[Stored items]

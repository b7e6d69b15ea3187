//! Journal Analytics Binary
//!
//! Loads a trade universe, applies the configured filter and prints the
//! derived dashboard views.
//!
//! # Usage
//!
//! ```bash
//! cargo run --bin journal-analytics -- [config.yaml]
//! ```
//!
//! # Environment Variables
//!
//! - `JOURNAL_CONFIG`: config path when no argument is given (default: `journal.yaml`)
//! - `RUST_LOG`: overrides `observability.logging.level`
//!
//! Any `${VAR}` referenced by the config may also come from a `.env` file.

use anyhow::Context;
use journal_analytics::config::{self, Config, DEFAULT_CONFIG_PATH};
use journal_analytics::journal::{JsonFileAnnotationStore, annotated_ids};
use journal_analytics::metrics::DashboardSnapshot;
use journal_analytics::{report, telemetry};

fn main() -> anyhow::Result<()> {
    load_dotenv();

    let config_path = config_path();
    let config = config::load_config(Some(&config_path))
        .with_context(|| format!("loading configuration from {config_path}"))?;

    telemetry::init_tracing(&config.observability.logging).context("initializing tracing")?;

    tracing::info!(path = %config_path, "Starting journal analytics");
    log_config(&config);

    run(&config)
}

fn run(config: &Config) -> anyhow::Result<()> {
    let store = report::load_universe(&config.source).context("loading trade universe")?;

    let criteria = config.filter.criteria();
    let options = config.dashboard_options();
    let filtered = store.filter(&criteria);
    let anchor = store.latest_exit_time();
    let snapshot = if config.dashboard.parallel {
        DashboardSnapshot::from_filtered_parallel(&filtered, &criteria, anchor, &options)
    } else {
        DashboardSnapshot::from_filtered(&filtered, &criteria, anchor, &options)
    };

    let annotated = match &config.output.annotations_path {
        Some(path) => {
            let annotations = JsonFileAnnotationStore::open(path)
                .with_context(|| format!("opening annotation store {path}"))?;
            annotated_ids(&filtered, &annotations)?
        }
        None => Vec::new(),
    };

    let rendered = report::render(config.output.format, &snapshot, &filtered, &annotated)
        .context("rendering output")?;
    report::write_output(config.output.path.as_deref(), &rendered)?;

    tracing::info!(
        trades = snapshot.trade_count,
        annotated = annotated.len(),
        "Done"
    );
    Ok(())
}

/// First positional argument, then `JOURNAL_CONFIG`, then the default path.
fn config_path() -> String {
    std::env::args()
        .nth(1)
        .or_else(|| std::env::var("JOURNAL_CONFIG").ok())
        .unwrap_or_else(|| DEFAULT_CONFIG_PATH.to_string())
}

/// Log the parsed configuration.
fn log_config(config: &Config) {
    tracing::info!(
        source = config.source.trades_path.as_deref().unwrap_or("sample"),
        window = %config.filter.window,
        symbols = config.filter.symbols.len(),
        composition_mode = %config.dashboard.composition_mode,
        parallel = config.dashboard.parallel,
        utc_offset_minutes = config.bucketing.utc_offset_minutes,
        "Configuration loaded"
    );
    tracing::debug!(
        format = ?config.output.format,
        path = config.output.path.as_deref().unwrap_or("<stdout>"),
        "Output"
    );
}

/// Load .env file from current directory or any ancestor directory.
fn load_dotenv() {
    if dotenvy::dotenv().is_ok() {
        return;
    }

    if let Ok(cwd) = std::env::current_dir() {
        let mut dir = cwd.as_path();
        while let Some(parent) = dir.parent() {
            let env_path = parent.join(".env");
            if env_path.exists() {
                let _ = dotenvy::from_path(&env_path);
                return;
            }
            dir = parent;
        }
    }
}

▶ _EXERCISE AIM_: Return each line of the data exactly as it was given.

▶ _RESPONSE BOX_:
repository b7e6d69b15ea3187
//! Journal Analytics Binary
//!
//! Loads a trade universe, applies the configured filter and prints the
//! derived dashboard views.
//!
//! # Usage
//!
//! ```bash
//! cargo run --bin journal-analytics -- [config.yaml]
//! ```
//!
//! # Environment Variables
//!
//! - `JOURNAL_CONFIG`: config path when no argument is given (default: `journal.yaml`)
//! - `RUST_LOG`: overrides `observability.logging.level`
//!
//! Any `${VAR}` referenced by the config may also come from a `.env` file.

use anyhow::Context;
use journal_analytics::config::{self, Config, DEFAULT_CONFIG_PATH};
use journal_analytics::journal::{JsonFileAnnotationStore, annotated_ids};
use journal_analytics::metrics::DashboardSnapshot;
use journal_analytics::{report, telemetry};

fn main() -> anyhow::Result<()> {
    load_dotenv();

    let config_path = config_path();
    let config = config::load_config(Some(&config_path))
        .with_context(|| format!("loading configuration from {config_path}"))?;

    telemetry::init_tracing(&config.observability.logging).context("initializing tracing")?;

    tracing::info!(path = %config_path, "Starting journal analytics");
    log_config(&config);

    run(&config)
}

fn run(config: &Config) -> anyhow::Result<()> {
    let store = report::load_universe(&config.source).context("loading trade universe")?;

    let criteria = config.filter.criteria();
    let options = config.dashboard_options();
    let filtered = store.filter(&criteria);
    let anchor = store.latest_exit_time();
    let snapshot = if config.dashboard.parallel {
        DashboardSnapshot::from_filtered_parallel(&filtered, &criteria, anchor, &options)
    } else {
        DashboardSnapshot::from_filtered(&filtered, &criteria, anchor, &options)
    };

    let annotated = match &config.output.annotations_path {
        Some(path) => {
            let annotations = JsonFileAnnotationStore::open(path)
                .with_context(|| format!("opening annotation store {path}"))?;
            annotated_ids(&filtered, &annotations)?
        }
        None => Vec::new(),
    };

    let rendered = report::render(config.output.format, &snapshot, &filtered, &annotated)
        .context("rendering output")?;
    report::write_output(config.output.path.as_deref(), &rendered)?;

    tracing::info!(
        trades = snapshot.trade_count,
        annotated = annotated.len(),
        "Done"
    );
    Ok(())
}

/// First positional argument, then `JOURNAL_CONFIG`, then the default path.
fn config_path() -> String {
    std::env::args()
        .nth(1)
        .or_else(|| std::env::var("JOURNAL_CONFIG").ok())
        .unwrap_or_else(|| DEFAULT_CONFIG_PATH.to_string())
}

/// Log the parsed configuration.
fn log_config(config: &Config) {
    tracing::info!(
        source = config.source.trades_path.as_deref().unwrap_or("sample"),
        window = %config.filter.window,
        symbols = config.filter.symbols.len(),
        composition_mode = %config.dashboard.composition_mode,
        parallel = config.dashboard.parallel,
        utc_offset_minutes = config.bucketing.utc_offset_minutes,
        "Configuration loaded"
    );
    tracing::debug!(
        format = ?config.output.format,
        path = config.output.path.as_deref().unwrap_or("<stdout>"),
        "Output"
    );
}

/// Load .env file from current directory or any ancestor directory.
fn load_dotenv() {
    if dotenvy::dotenv().is_ok() {
        return;
    }

    if let Ok(cwd) = std::env::current_dir() {
        let mut dir = cwd.as_path();
        while let Some(parent) = dir.parent() {
            let env_path = parent.join(".env");
            if env_path.exists() {
                let _ = dotenvy::from_path(&env_path);
                return;
            }
            dir = parent;
        }
    }
}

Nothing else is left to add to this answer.